Work instruction:
From the entries below, copy every line where the string "native" appears.

•••

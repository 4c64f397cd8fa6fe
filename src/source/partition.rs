//! Partition table detection
//!
//! Parses an MBR and, behind a protective MBR, a GPT from the first sectors
//! of an image. Only primary MBR partitions are listed; logical partitions
//! live in extended boot records further into the image.

use serde::{Deserialize, Serialize};

use crate::config::source::SECTOR_SIZE;
use crate::error::SourceError;
use crate::log_debug;

const MODULE: &str = "source::partition";

const MBR_SIGNATURE_OFFSET: usize = 510;
const MBR_ENTRIES_OFFSET: usize = 446;
const MBR_ENTRY_SIZE: usize = 16;
const MBR_ENTRY_COUNT: usize = 4;
const GPT_PROTECTIVE_TYPE_ID: &str = "0xee";

const GPT_SIGNATURE: &[u8; 8] = b"EFI PART";
const GPT_MIN_ENTRY_SIZE: usize = 128;
const GPT_NAME_OFFSET: usize = 56;

#[derive(Debug, Clone, Copy, PartialEq, Eq, Serialize, Deserialize)]
#[serde(rename_all = "lowercase")]
pub enum PartitionTableKind {
    Mbr,
    Gpt,
}

#[derive(Debug, Clone, PartialEq, Eq, Serialize, Deserialize)]
pub struct PartitionTable {
    pub kind: PartitionTableKind,
    pub partitions: Vec<Partition>,
}

#[derive(Debug, Clone, PartialEq, Eq, Serialize, Deserialize)]
#[serde(rename_all = "camelCase")]
pub struct Partition {
    /// 1-based slot in the table
    pub index: u32,
    /// Byte offset from the start of the image
    pub offset: u64,
    /// Size in bytes
    pub size: u64,
    /// MBR type byte ("0x83") or GPT type GUID
    pub type_id: String,
    /// GPT unique partition GUID
    pub guid: Option<String>,
    /// GPT partition name
    pub name: Option<String>,
    pub bootable: bool,
}

/// Parse the partition table found in `data`, the first bytes of an image
///
/// Returns `Ok(None)` when there is no MBR signature. A protective MBR with
/// an invalid GPT header is reported as the MBR it is.
pub fn parse_partition_table(data: &[u8]) -> Result<Option<PartitionTable>, SourceError> {
    if data.len() < SECTOR_SIZE {
        log_debug!(MODULE, "Image shorter than one sector ({} bytes)", data.len());
        return Ok(None);
    }

    if data[MBR_SIGNATURE_OFFSET..MBR_SIGNATURE_OFFSET + 2] != [0x55u8, 0xAA] {
        return Ok(None);
    }

    let mbr = parse_mbr(data);

    if mbr.iter().any(|p| p.type_id == GPT_PROTECTIVE_TYPE_ID) {
        match parse_gpt(data)? {
            Some(partitions) => {
                return Ok(Some(PartitionTable {
                    kind: PartitionTableKind::Gpt,
                    partitions,
                }))
            }
            None => log_debug!(MODULE, "Protective MBR without a valid GPT header"),
        }
    }

    Ok(Some(PartitionTable {
        kind: PartitionTableKind::Mbr,
        partitions: mbr,
    }))
}

fn parse_mbr(data: &[u8]) -> Vec<Partition> {
    (0..MBR_ENTRY_COUNT)
        .filter_map(|i| {
            let entry = &data[MBR_ENTRIES_OFFSET + i * MBR_ENTRY_SIZE..][..MBR_ENTRY_SIZE];
            let type_byte = entry[4];
            if type_byte == 0 {
                return None;
            }
            let start_lba = u32::from_le_bytes([entry[8], entry[9], entry[10], entry[11]]);
            let sectors = u32::from_le_bytes([entry[12], entry[13], entry[14], entry[15]]);

            Some(Partition {
                index: i as u32 + 1,
                offset: start_lba as u64 * SECTOR_SIZE as u64,
                size: sectors as u64 * SECTOR_SIZE as u64,
                type_id: format!("0x{:02x}", type_byte),
                guid: None,
                name: None,
                bootable: entry[0] == 0x80,
            })
        })
        .collect()
}

fn parse_gpt(data: &[u8]) -> Result<Option<Vec<Partition>>, SourceError> {
    let header = match data.get(SECTOR_SIZE..2 * SECTOR_SIZE) {
        Some(header) if &header[..8] == GPT_SIGNATURE => header,
        _ => return Ok(None),
    };

    let entries_lba = read_u64(header, 72);
    let entry_count = read_u32(header, 80) as usize;
    let entry_size = read_u32(header, 84) as usize;

    if entry_size < GPT_MIN_ENTRY_SIZE {
        return Err(SourceError::Format(format!(
            "Invalid GPT partition entry size: {}",
            entry_size
        )));
    }

    let entries_start = usize::try_from(entries_lba)
        .ok()
        .and_then(|lba| lba.checked_mul(SECTOR_SIZE))
        .ok_or_else(|| {
            SourceError::Format(format!("Invalid GPT partition entries LBA: {}", entries_lba))
        })?;

    let mut partitions = Vec::new();
    for i in 0..entry_count {
        let Some(offset) = i
            .checked_mul(entry_size)
            .and_then(|o| o.checked_add(entries_start))
        else {
            break;
        };
        let Some(entry) = data.get(offset..offset + GPT_MIN_ENTRY_SIZE) else {
            log_debug!(
                MODULE,
                "GPT entries beyond probed data, stopping at entry {}",
                i
            );
            break;
        };

        let type_guid = &entry[0..16];
        if type_guid.iter().all(|&b| b == 0) {
            continue;
        }

        let first_lba = read_u64(entry, 32);
        let last_lba = read_u64(entry, 40);
        let attributes = read_u64(entry, 48);

        partitions.push(Partition {
            index: i as u32 + 1,
            offset: first_lba.saturating_mul(SECTOR_SIZE as u64),
            size: last_lba
                .saturating_sub(first_lba)
                .saturating_add(1)
                .saturating_mul(SECTOR_SIZE as u64),
            type_id: format_guid(type_guid),
            guid: Some(format_guid(&entry[16..32])),
            name: decode_gpt_name(&entry[GPT_NAME_OFFSET..GPT_MIN_ENTRY_SIZE]),
            // Legacy BIOS bootable attribute
            bootable: attributes & (1 << 2) != 0,
        });
    }

    Ok(Some(partitions))
}

fn read_u32(data: &[u8], offset: usize) -> u32 {
    let mut bytes = [0u8; 4];
    bytes.copy_from_slice(&data[offset..offset + 4]);
    u32::from_le_bytes(bytes)
}

fn read_u64(data: &[u8], offset: usize) -> u64 {
    let mut bytes = [0u8; 8];
    bytes.copy_from_slice(&data[offset..offset + 8]);
    u64::from_le_bytes(bytes)
}

/// Mixed-endian GUID as printed by partitioning tools
fn format_guid(bytes: &[u8]) -> String {
    format!(
        "{:08X}-{:04X}-{:04X}-{}-{}",
        read_u32(bytes, 0),
        u16::from_le_bytes([bytes[4], bytes[5]]),
        u16::from_le_bytes([bytes[6], bytes[7]]),
        hex::encode_upper(&bytes[8..10]),
        hex::encode_upper(&bytes[10..16])
    )
}

fn decode_gpt_name(raw: &[u8]) -> Option<String> {
    let units: Vec<u16> = raw
        .chunks_exact(2)
        .map(|c| u16::from_le_bytes([c[0], c[1]]))
        .take_while(|&u| u != 0)
        .collect();
    if units.is_empty() {
        None
    } else {
        Some(String::from_utf16_lossy(&units))
    }
}
//! Supported image formats and filename heuristics

use crate::utils::basename;

/// Extensions offered by the native file picker
pub const PICKER_EXTENSIONS: &[&str] = &[
    "img", "iso", "raw", "bin", "dsk", "hddimg", "sdcard", "wic", "dmg", "xz", "gz", "bz2", "zst",
];

/// Basename fragments that suggest a Windows installer image
const WINDOWS_IMAGE_PATTERNS: &[&str] = &["windows", "win7", "win8", "win10", "winxp"];

/// Check whether the basename of `image_path` looks like a Windows image
pub fn looks_like_windows_image(image_path: &str) -> bool {
    let name = basename(image_path).to_lowercase();
    WINDOWS_IMAGE_PATTERNS
        .iter()
        .any(|pattern| name.contains(pattern))
}

/// Check whether `path` is an HTTP(S) URL
pub fn is_http_url(path: &str) -> bool {
    path.starts_with("http://") || path.starts_with("https://")
}
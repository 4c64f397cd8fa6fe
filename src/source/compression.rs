//! Compression detection and streaming decoders
//!
//! Handles XZ, GZ, BZ2 and ZST streams using Rust native libraries. Only a
//! prefix of the decompressed stream is ever needed here.

use std::io::{BufReader, ErrorKind, Read};

use bzip2::read::BzDecoder;
use flate2::read::MultiGzDecoder;
use serde::{Deserialize, Serialize};
use xz2::read::XzDecoder;
use zstd::stream::read::Decoder as ZstdDecoder;

use crate::config;
use crate::error::SourceError;
use crate::log_debug;
use crate::utils::extension;

const MODULE: &str = "source::compression";

/// Bytes needed to recognize every supported magic number
pub const MAGIC_LEN: usize = 6;

#[derive(Debug, Clone, Copy, PartialEq, Eq, Serialize, Deserialize)]
#[serde(rename_all = "lowercase")]
pub enum Compression {
    None,
    Xz,
    Gz,
    Bz2,
    Zstd,
}

impl Compression {
    /// Detect from the file extension of a path or URL
    pub fn from_extension(path: &str) -> Self {
        // Query strings are not part of the extension for URLs
        let path = path.split(['?', '#']).next().unwrap_or(path);
        match extension(path).to_lowercase().as_str() {
            "xz" => Compression::Xz,
            "gz" => Compression::Gz,
            "bz2" => Compression::Bz2,
            "zst" => Compression::Zstd,
            _ => Compression::None,
        }
    }

    /// Detect from the leading bytes of a stream
    pub fn from_magic(header: &[u8]) -> Option<Self> {
        if header.starts_with(&[0xFD, b'7', b'z', b'X', b'Z', 0x00]) {
            Some(Compression::Xz)
        } else if header.starts_with(&[0x1F, 0x8B]) {
            Some(Compression::Gz)
        } else if header.starts_with(b"BZh") {
            Some(Compression::Bz2)
        } else if header.starts_with(&[0x28, 0xB5, 0x2F, 0xFD]) {
            Some(Compression::Zstd)
        } else {
            None
        }
    }

    /// Magic bytes first, then the extension
    pub fn detect(path: &str, header: &[u8]) -> Self {
        Compression::from_magic(header).unwrap_or_else(|| Compression::from_extension(path))
    }

    pub fn is_compressed(self) -> bool {
        self != Compression::None
    }

    pub fn name(self) -> &'static str {
        match self {
            Compression::None => "raw",
            Compression::Xz => "xz",
            Compression::Gz => "gz",
            Compression::Bz2 => "bz2",
            Compression::Zstd => "zstd",
        }
    }

    /// Wrap `reader` in the matching decoder
    pub fn decoder<'a, R: Read + Send + 'a>(
        self,
        reader: R,
    ) -> Result<Box<dyn Read + Send + 'a>, SourceError> {
        let buffered = BufReader::with_capacity(config::source::DECOMPRESS_BUFFER_SIZE, reader);
        Ok(match self {
            Compression::None => Box::new(buffered),
            Compression::Xz => Box::new(XzDecoder::new_multi_decoder(buffered)),
            Compression::Gz => Box::new(MultiGzDecoder::new(buffered)),
            Compression::Bz2 => Box::new(BzDecoder::new(buffered)),
            Compression::Zstd => Box::new(ZstdDecoder::with_buffer(buffered).map_err(|e| {
                SourceError::Format(format!("Failed to create zstd decoder: {}", e))
            })?),
        })
    }
}

/// Read up to `limit` bytes from `reader`
///
/// With `allow_truncated`, a decoder error after some output has been
/// produced ends the read instead of failing it. Use this when the
/// compressed input itself is only a prefix of the stream.
pub fn read_prefix(
    reader: &mut dyn Read,
    limit: usize,
    format_name: &str,
    allow_truncated: bool,
) -> Result<Vec<u8>, SourceError> {
    let mut data = vec![0u8; limit];
    let mut filled = 0;

    while filled < limit {
        match reader.read(&mut data[filled..]) {
            Ok(0) => break,
            Ok(n) => filled += n,
            Err(e) if e.kind() == ErrorKind::Interrupted => continue,
            Err(e) if allow_truncated && filled > 0 => {
                log_debug!(
                    MODULE,
                    "{} stream ended early after {} bytes: {}",
                    format_name,
                    filled,
                    e
                );
                break;
            }
            Err(e) => {
                return Err(SourceError::Format(format!(
                    "{} decompression error: {}",
                    format_name, e
                )))
            }
        }
    }

    data.truncate(filled);
    Ok(data)
}

/// Uncompressed size recorded in a gzip trailer (ISIZE, modulo 2^32)
pub fn gzip_size_from_trailer(trailer: [u8; 4]) -> u64 {
    u32::from_le_bytes(trailer) as u64
}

•••

Answer box:
/// Extensions offered by the native file picker
//! Handles XZ, GZ, BZ2 and ZST streams using Rust native libraries. Only a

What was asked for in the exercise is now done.